Some cases of endocarditis putrida (as some German pathologists call it) are attended with nausea, vomiting, and diarrhoea. The frequency with which this form of endocarditis is associated with pneumonia certainly suggests a blood-poison of great intensity. Although it is rarely met with except in septic conditions, it may occur late in severe forms of rheumatic and traumatic endocarditis or when there has been pre-existing suppurative disease of the bones.

The symptoms which attend embolism from detachment of the fibrinous efflorescences upon the valves are due to the arrest of such a plug in an artery whose calibre is too small to admit of its passage. Beyond the obstruction the circulation is arrested; hence results either an infarction or necrosis of the part whose blood-supply is thus shut off. The organ most liable to be the seat of such emboli is the spleen, and after this the kidney and the brain. Hence the occurrence of hemiplegia with aphasia or marked cerebral symptoms in the course of acute endocarditis is indicative of cerebral embolism.

There are no positive subjective symptoms of interstitial endocarditis. There may be palpitation and a sense of uneasiness, sometimes amounting to pain at the præcordial region, with irregularity in the action of the heart, but all of these, when taken together, are not sufficient for a diagnosis. This can be made only from changes in the heart-sounds produced by changes in the valves and valvular orifices.

PHYSICAL SIGNS of exudative endocarditis.—Inspection.—Upon inspection it will sometimes be noticed that the area of the cardiac impulse exceeds the normal—that it is irregular and often tumultuous. As the disease advances, the apex-beat and the impulse grow more indistinct, but never to the same extent or so suddenly as in pericarditis. In children the vessels of the neck exhibit venous stasis far more frequently than in adults.

Palpation.—At the onset of an endocarditis the cardiac impulse is more forceful than normal, and the heart-action is frequently irregular. In some instances the heart thumps violently against the chest-walls. The force of the cardiac impulse varies from day to day. The impulse is stronger when pain is present over the præcordial space. If during the entire course of the disease there is no decrease in the force of the apex-beat, it may be inferred that there is no deficiency in the muscular power of the heart. When acute endocarditis supervenes upon long-standing valvular disease, there will be an alternate increase and diminution in the area and force of the impulse. When the walls of the heart become weakened by subsequent myocarditis, or when the endocardial inflammation is itself very extensive, the force of the apex-beat is diminished. An endocardial thrill is frequently present in acute exudative endocarditis.

Percussion.—The area of cardiac dulness in endocarditis is normal, unless changes at the valvular orifice retard the outflow of blood from the lungs, and then the right-heart cavities become engorged and the area of dulness will extend beyond the normal limits. But it is to be remembered that the increase is always slight, except in those few cases where the heart-cavities are both suddenly and extensively distended with blood or masses of fibrin. Extensive myo- or endocardial inflammation may so weaken the heart-walls that they will dilate, and then percussion will reveal an enlargement in the area of cardiac dulness.

Auscultation.—On auscultation a murmur or murmurs can be heard over the various cardiac orifices.

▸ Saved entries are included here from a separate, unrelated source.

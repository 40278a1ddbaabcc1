// Copyright 2025 the Understory Authors
// SPDX-License-Identifier: Apache-2.0 OR MIT

//! Layout hints for a list view.

#[cfg(not(feature = "std"))]
use kurbo::common::FloatFuncs as _; // for `ceil` and `floor`
use kurbo::{Size, Vec2};

/// Text metrics supplied by the rendering backend.
pub trait TextMeasure {
    /// Width of `text` at `font_size`, wrapped at `wrap_width`.
    fn text_width(&self, text: &str, font_size: f64, wrap_width: f64) -> f64;

    /// Padding around the content of a framed widget.
    ///
    /// Only `x` is used for list views.
    fn frame_padding(&self) -> Vec2;
}

/// A size along one axis: either fixed, or growing to fill what is available.
#[derive(Clone, Copy, Debug, PartialEq)]
pub enum Dim {
    /// A fixed extent in logical pixels.
    Fixed(f64),
    /// Take up all available space.
    Grow,
}

/// Preferred size of a list view.
#[derive(Clone, Copy, Debug, PartialEq)]
pub struct PreferredSize {
    /// Width in logical pixels.
    pub width: f64,
    /// Height policy. List views always grow vertically.
    pub height: Dim,
}

/// Computes the preferred size for `labels`.
///
/// The width is the widest label (measured with `available_width` as wrap
/// constraint) plus horizontal frame padding on both sides, rounded up.
pub fn preferred_size<'a, I, M>(
    labels: I,
    measure: &M,
    font_size: f64,
    available_width: f64,
) -> PreferredSize
where
    I: IntoIterator<Item = &'a str>,
    M: TextMeasure + ?Sized,
{
    let widest = labels
        .into_iter()
        .map(|label| measure.text_width(label, font_size, available_width))
        .fold(0.0_f64, f64::max);
    let padding = measure.frame_padding();

    PreferredSize {
        width: (widest + 2.0 * padding.x).ceil(),
        height: Dim::Grow,
    }
}

/// Minimum size of a list view: three font heights tall, independent of item count.
#[must_use]
pub fn minimum_size(font_size: f64) -> Size {
    Size::new(0.0, 3.0 * font_size)
}

/// Number of whole rows of `row_height` that fit in `height`.
///
/// Returns `0` for non-positive or non-finite inputs.
#[must_use]
pub fn rows_in_height(height: f64, row_height: f64) -> usize {
    if !height.is_finite() || !row_height.is_finite() || row_height <= 0.0 {
        return 0;
    }
    let rows = (height / row_height).floor();
    if rows <= 0.0 {
        return 0;
    }
    #[expect(
        clippy::cast_possible_truncation,
        reason = "Row counts are small; the float is floored and non-negative"
    )]
    {
        rows as usize
    }
}
use crate::registry::{GadgetId, HitChain, Registry, ScreenId, WindowId};

use super::notify::Element;

/// A (screen, window, gadget) path. The router keeps one for hover and one for
/// the active (pressed / keyboard-focused) elements.
#[derive(Debug, Clone, Copy, PartialEq, Eq, Default)]
pub struct Chain {
    pub screen: Option<ScreenId>,
    pub window: Option<WindowId>,
    pub gadget: Option<GadgetId>,
}

impl Chain {
    pub fn from_hit(hit: &HitChain) -> Self {
        Self {
            screen: hit.screen,
            window: hit.window,
            gadget: hit.gadget,
        }
    }

    pub fn is_empty(&self) -> bool {
        self.screen.is_none() && self.window.is_none() && self.gadget.is_none()
    }

    /// Elements of `self` that are not in `other`, innermost first.
    pub fn left_for(&self, other: &Chain) -> Vec<Element> {
        let mut out = Vec::new();
        if self.gadget.is_some() && self.gadget != other.gadget {
            out.extend(self.gadget.map(Element::Gadget));
        }
        if self.window.is_some() && self.window != other.window {
            out.extend(self.window.map(Element::Window));
        }
        if self.screen.is_some() && self.screen != other.screen {
            out.extend(self.screen.map(Element::Screen));
        }
        out
    }

    /// Elements of `self` that are not in `previous`, outermost first.
    pub fn entered_from(&self, previous: &Chain) -> Vec<Element> {
        let mut entered = self.left_for(previous);
        entered.reverse();
        entered
    }

    /// Drop entries that no longer exist in the registry.
    pub fn prune(&mut self, registry: &Registry) {
        if self.gadget.is_some_and(|g| registry.gadget(g).is_none()) {
            self.gadget = None;
        }
        if self.window.is_some_and(|w| registry.window(w).is_none()) {
            self.window = None;
            self.gadget = None;
        }
        if self.screen.is_some_and(|s| registry.screen(s).is_none()) {
            *self = Chain::default();
        }
    }
}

The fact that valvular disease may have previously existed makes it important, at the first visit to a patient who is suffering from acute articular rheumatism, chorea, Bright's disease, etc., to carefully examine the heart. When cardiac hypertrophy exists and valvular disease has pre-existed, it is difficult, if not impossible, to recognize acute exudative endocarditis or to determine the time of its advent if it exist. The most important and constant sign of endocarditis is a systolic murmur, its greatest intensity being over the apex; but this murmur, which is soft and blowing in character, the so-called bellows murmur, may be either ventricular or valvular. In all cases it is due to roughening or thickening of the endocardium. It often changes its point of maximum intensity during the acute period of the disease. It is developed at the onset of the disease, and when one is on the lookout for endocarditis, this will be the first evidence of its occurrence. And yet in some instances no murmur may be present during the entire course of an endocarditis.

A mitral murmur alone occurs in about 50 per cent. of cases of rheumatic endocarditis. It is usually developed early, and before it becomes distinct it is preceded by prolongation of the first sound. This is a transition sound between a normal heart-sound and a murmur. It is a feeble, wavering sound, extending over the slight interval which normally exists between the first and second sounds.

Other changes that are not murmurs, but which frequently precede them, are loud, ringing normal sounds, muffled first sound, feeble first and intensified second sound, doubling of the first sound, roughness of the first sound, and a humming over the right heart.

Complete absence of the heart-sounds is a rare but possible antecedent of an endocardial murmur. A mitral murmur in acute endocarditis is usually audible over a limited area. It is the exception to hear it both in front and at the back. Very frequently it is heard most distinctly over the stomach.